Release

Eutierria, Vicky Colombet’s second solo exhibition at Fernberger can be understood as a synthesis of her interconnected series: Landscapes from Above, From the Floating World, Antarctica, Light and Water, and the Monet Series. The concept of eutierria, a term coined by Australian philosopher Glenn Albrecht describing a deep sense of harmony and connectedness with the Earth, lies at the core of Colombet’s decades-long practice.

Rather than depict a specific place, Colombet seeks to evoke the very idea of landscape. She conceives of her paintings as landscapes in and of themselves. Like the natural environment, her works capture the fleeting vibrations of mist, wind, water, and light, functioning as visual catalysts that invite contemplation.

By minimizing visible brushwork, Colombet allows her hand to recede, creating the sensation that nature itself is forming the image. “I would like to give [my works] the feeling that it is nature painting,” she said in a 2020 interview with Marianne Alphant for the Musée Marmottan Monet in Paris. “The brush produces the wind, the speed; the pigments provide the earth, the rocks.”

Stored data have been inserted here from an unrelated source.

use crate::format::{escape_html, format_template};
use crate::model::{Job, Snapshot};

use super::types::{Edge, Graph, GraphOptions, Node};

const STOPPED_CLASS: &str = "stopped";
const RUNNING_STATUS: &str = "running";
const EMPHASIS_CLASS: &str = "warn";
const CORNER_RADIUS: f64 = 5.0;
const EDGE_WIDTH: f64 = 40.0;

/// Builds the layout graph for a snapshot with the default options.
///
/// One node per job, and one edge per upstream id in `previous`. Edges of a job are
/// registered last-listed predecessor first, which the layout engine uses for
/// tie-breaking.
pub fn build_graph(snapshot: &Snapshot) -> Graph {
    build_graph_with(snapshot, GraphOptions::default())
}

pub fn build_graph_with(snapshot: &Snapshot, options: GraphOptions) -> Graph {
    let label_type = options.labels;
    let mut graph = Graph::new(options);

    for (id, job) in snapshot.iter() {
        graph.set_node(Node {
            id: id.to_string(),
            label: render_label(job),
            text: render_text(job),
            label_type,
            rx: CORNER_RADIUS,
            ry: CORNER_RADIUS,
            padding: 0.0,
            class: status_class(job),
        });

        for upstream in job.previous.iter().rev() {
            graph.set_edge(Edge {
                from: upstream.clone(),
                to: id.to_string(),
                width: EDGE_WIDTH,
            });
        }
    }

    graph
}

/// Node classifiers for a job. Running jobs also carry the emphasis class.
pub fn status_class(job: &Job) -> String {
    match job.status() {
        None => STOPPED_CLASS.to_string(),
        Some(RUNNING_STATUS) => format!("{RUNNING_STATUS} {EMPHASIS_CLASS}"),
        Some(status) => status.to_string(),
    }
}

/// HTML label: status dot, name, then build link and duration when a build exists.
pub fn render_label(job: &Job) -> String {
    let mut html = String::from("<div>");
    html.push_str(r#"<span class="status"></span>"#);
    html.push_str(&format_template(
        r#"<span class="name">{0}</span>"#,
        &[&escape_html(&job.name)],
    ));

    if let Some(build) = &job.build {
        html.push_str(&format_template(
            r#"<span class="buildurl"><a href="{0}">#{1}</a></span>"#,
            &[&escape_html(&build.full_url), &escape_html(&build.number.to_string())],
        ));

        if let Some(duration) = job.duration() {
            html.push_str(&format_template(
                r#"<span class="buildurl">{0}sec</span>"#,
                &[&duration],
            ));
        }
    }

    html.push_str("</div>");
    html
}

/// Plain-text counterpart of [`render_label`].
pub fn render_text(job: &Job) -> String {
    let mut text = job.name.clone();
    if let Some(build) = &job.build {
        text.push_str(&format!(" #{}", build.number));
        if let Some(duration) = job.duration() {
            text.push_str(&format!(" {duration}sec"));
        }
    }
    text
}

#[cfg(test)]
mod tests {
    use super::*;
    use crate::graph::{LabelType, RankDir};
    use crate::model::fixtures::{build, job};

    fn with_status(status: Option<&str>) -> Job {
        Job {
            status: status.map(str::to_string),
            ..job("a")
        }
    }

    mod status_class_tests {
        use super::*;

        #[test]
        fn test_running_gets_emphasis() {
            assert_eq!(status_class(&with_status(Some("running"))), "running warn");
        }

        #[test]
        fn test_absent_or_empty_is_stopped() {
            assert_eq!(status_class(&with_status(None)), "stopped");
            assert_eq!(status_class(&with_status(Some(""))), "stopped");
        }

        #[test]
        fn test_terminal_status_passes_through() {
            assert_eq!(status_class(&with_status(Some("success"))), "success");
            assert_eq!(status_class(&with_status(Some("failure"))), "failure");
        }
    }

    mod label_tests {
        use super::*;

        #[test]
        fn test_no_build_hides_link_and_duration() {
            let j = Job {
                duration: Some(42.0),
                ..job("compile")
            };
            let label = render_label(&j);
            assert_eq!(
                label,
                r#"<div><span class="status"></span><span class="name">compile</span></div>"#
            );
            assert!(!label.contains("sec"));
        }

        #[test]
        fn test_build_without_duration() {
            let j = Job {
                build: Some(build("http://x", 7)),
                ..job("compile")
            };
            let label = render_label(&j);
            assert!(label.contains(r#"<a href="http://x">#7</a>"#));
            assert!(!label.contains("sec</span>"));
        }

        #[test]
        fn test_duration_follows_build_link() {
            let j = Job {
                build: Some(build("http://x", 7)),
                duration: Some(42.0),
                ..job("compile")
            };
            assert_eq!(
                render_label(&j),
                concat!(
                    r#"<div><span class="status"></span><span class="name">compile</span>"#,
                    r#"<span class="buildurl"><a href="http://x">#7</a></span>"#,
                    r#"<span class="buildurl">42sec</span></div>"#
                )
            );
        }

        #[test]
        fn test_fractional_duration() {
            let j = Job {
                build: Some(build("http://x", 1)),
                duration: Some(3.25),
                ..job("compile")
            };
            assert!(render_label(&j).contains(">3.25sec<"));
        }

        #[test]
        fn test_name_is_escaped() {
            let j = job("<b>&co</b>");
            assert!(render_label(&j).contains("&lt;b&gt;&amp;co&lt;/b&gt;"));
        }

        #[test]
        fn test_plain_text() {
            let j = Job {
                build: Some(build("http://x", 7)),
                duration: Some(42.0),
                ..job("compile")
            };
            assert_eq!(render_text(&j), "compile #7 42sec");
            assert_eq!(render_text(&job("lint")), "lint");
        }
    }

    mod build_graph_tests {
        use super::*;

        #[test]
        fn test_edges_registered_in_reverse_predecessor_order() {
            let c = Job {
                previous: vec!["a".to_string(), "b".to_string()],
                ..job("c")
            };
            let snapshot: Snapshot = [job("a"), job("b"), c].into_iter().collect();

            let graph = build_graph(&snapshot);
            let edges: Vec<_> = graph
                .edges()
                .map(|e| (e.from.as_str(), e.to.as_str()))
                .collect();

            assert_eq!(edges, vec![("b", "c"), ("a", "c")]);
            assert!(graph.edges().all(|e| e.width == 40.0));
        }

        #[test]
        fn test_one_node_per_job_with_shape_hints() {
            let snapshot: Snapshot = [
                with_status(Some("running")),
                Job {
                    status: Some("success".to_string()),
                    ..job("b")
                },
            ]
            .into_iter()
            .collect();

            let graph = build_graph(&snapshot);
            assert_eq!(graph.node_count(), 2);

            let a = graph.node("a").unwrap();
            assert_eq!(a.class, "running warn");
            assert_eq!(a.label_type, LabelType::Html);
            assert_eq!((a.rx, a.ry, a.padding), (5.0, 5.0, 0.0));
            assert_eq!(graph.node("b").unwrap().class, "success");
        }

        #[test]
        fn test_duplicate_predecessor_registers_one_edge() {
            let b = Job {
                previous: vec!["a".to_string(), "a".to_string()],
                ..job("b")
            };
            let snapshot: Snapshot = [job("a"), b].into_iter().collect();
            assert_eq!(build_graph(&snapshot).edge_count(), 1);
        }

        #[test]
        fn test_missing_predecessor_is_not_validated() {
            let b = Job {
                previous: vec!["ghost".to_string()],
                ..job("b")
            };
            let snapshot: Snapshot = [b].into_iter().collect();
            let graph = build_graph(&snapshot);
            assert_eq!(graph.edge_count(), 1);
            assert!(graph.node("ghost").is_none());
        }

        #[test]
        fn test_empty_snapshot() {
            let graph = build_graph(&Snapshot::default());
            assert_eq!(graph.node_count(), 0);
            assert_eq!(graph.edge_count(), 0);
            assert_eq!(graph.options, GraphOptions::default());
        }

        #[test]
        fn test_options_are_carried_to_nodes() {
            let options = GraphOptions {
                rankdir: RankDir::LeftRight,
                labels: LabelType::Text,
                ..GraphOptions::default()
            };
            let snapshot: Snapshot = [job("a")].into_iter().collect();

            let graph = build_graph_with(&snapshot, options);

            assert_eq!(graph.options.rankdir, RankDir::LeftRight);
            assert_eq!(graph.node("a").unwrap().label_type, LabelType::Text);
        }

        #[test]
        fn test_graph_serializes_as_lists() {
            let b = Job {
                previous: vec!["a".to_string()],
                ..job("b")
            };
            let snapshot: Snapshot = [job("a"), b].into_iter().collect();
            let value = serde_json::to_value(build_graph(&snapshot)).unwrap();

            assert_eq!(value["nodes"][0]["id"], "a");
            assert_eq!(value["nodes"][0]["labelType"], "html");
            assert_eq!(value["edges"][0]["from"], "a");
            assert_eq!(value["options"]["rankdir"], "TB");
        }
    }
}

Her pursuit of an “inner landscape” is supported by her singular use of pure pigments. Natural in origin and ground by hand rather than industrially processed, these materials lend her paintings a subtle, almost auratic vibration, offering viewers a heightened perception of color. Many of her pigments are, quite literally, of the earth. Each possesses distinct physical properties—weight, density, texture—that determine how it moves across the canvas. Colombet harnesses these differences in her mystifying compositions, allowing particles to settle, layer, or disperse in ways that mirror natural processes of sedimentation and movement.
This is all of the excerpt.